Collected data entries:
· · · · · · ·

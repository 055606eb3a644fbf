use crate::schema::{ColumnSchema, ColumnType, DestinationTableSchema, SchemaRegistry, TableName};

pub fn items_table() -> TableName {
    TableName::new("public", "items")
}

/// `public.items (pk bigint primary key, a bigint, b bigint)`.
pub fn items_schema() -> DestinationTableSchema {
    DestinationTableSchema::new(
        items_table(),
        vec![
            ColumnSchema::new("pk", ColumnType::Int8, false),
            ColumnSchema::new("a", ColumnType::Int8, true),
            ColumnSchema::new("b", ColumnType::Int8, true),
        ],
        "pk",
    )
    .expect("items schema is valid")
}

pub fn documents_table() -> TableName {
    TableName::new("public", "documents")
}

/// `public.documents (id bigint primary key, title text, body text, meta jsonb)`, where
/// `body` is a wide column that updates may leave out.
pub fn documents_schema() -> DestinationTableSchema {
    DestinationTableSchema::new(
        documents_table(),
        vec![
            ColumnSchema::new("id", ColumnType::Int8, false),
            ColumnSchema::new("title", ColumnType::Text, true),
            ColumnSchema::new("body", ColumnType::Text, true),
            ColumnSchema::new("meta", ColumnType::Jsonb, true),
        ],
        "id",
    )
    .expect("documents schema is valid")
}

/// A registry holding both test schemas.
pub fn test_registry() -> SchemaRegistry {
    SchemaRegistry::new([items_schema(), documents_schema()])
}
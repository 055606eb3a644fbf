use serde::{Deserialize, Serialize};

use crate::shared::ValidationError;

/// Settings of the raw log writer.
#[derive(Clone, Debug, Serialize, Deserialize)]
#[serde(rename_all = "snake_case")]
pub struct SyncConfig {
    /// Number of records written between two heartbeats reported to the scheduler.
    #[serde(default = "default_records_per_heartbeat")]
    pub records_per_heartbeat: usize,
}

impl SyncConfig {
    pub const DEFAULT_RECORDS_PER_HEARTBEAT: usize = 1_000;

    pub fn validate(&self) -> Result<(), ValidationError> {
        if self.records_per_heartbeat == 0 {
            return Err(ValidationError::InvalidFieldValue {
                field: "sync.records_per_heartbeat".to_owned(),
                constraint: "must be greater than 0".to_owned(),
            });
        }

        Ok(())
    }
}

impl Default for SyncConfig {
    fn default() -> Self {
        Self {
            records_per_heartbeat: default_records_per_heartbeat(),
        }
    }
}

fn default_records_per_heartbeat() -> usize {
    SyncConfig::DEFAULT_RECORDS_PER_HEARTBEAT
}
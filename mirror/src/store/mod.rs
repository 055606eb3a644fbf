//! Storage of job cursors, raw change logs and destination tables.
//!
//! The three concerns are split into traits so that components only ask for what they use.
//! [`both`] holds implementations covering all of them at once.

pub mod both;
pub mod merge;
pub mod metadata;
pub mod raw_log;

· · · · · · ·

*TASK TO CARRY OUT*
Extract each line holding the word "serde" from the records.

*PROBLEM SOLUTION*
use serde::{Deserialize, Serialize};
#[serde(rename_all = "snake_case")]
    #[serde(default = "default_records_per_heartbeat")]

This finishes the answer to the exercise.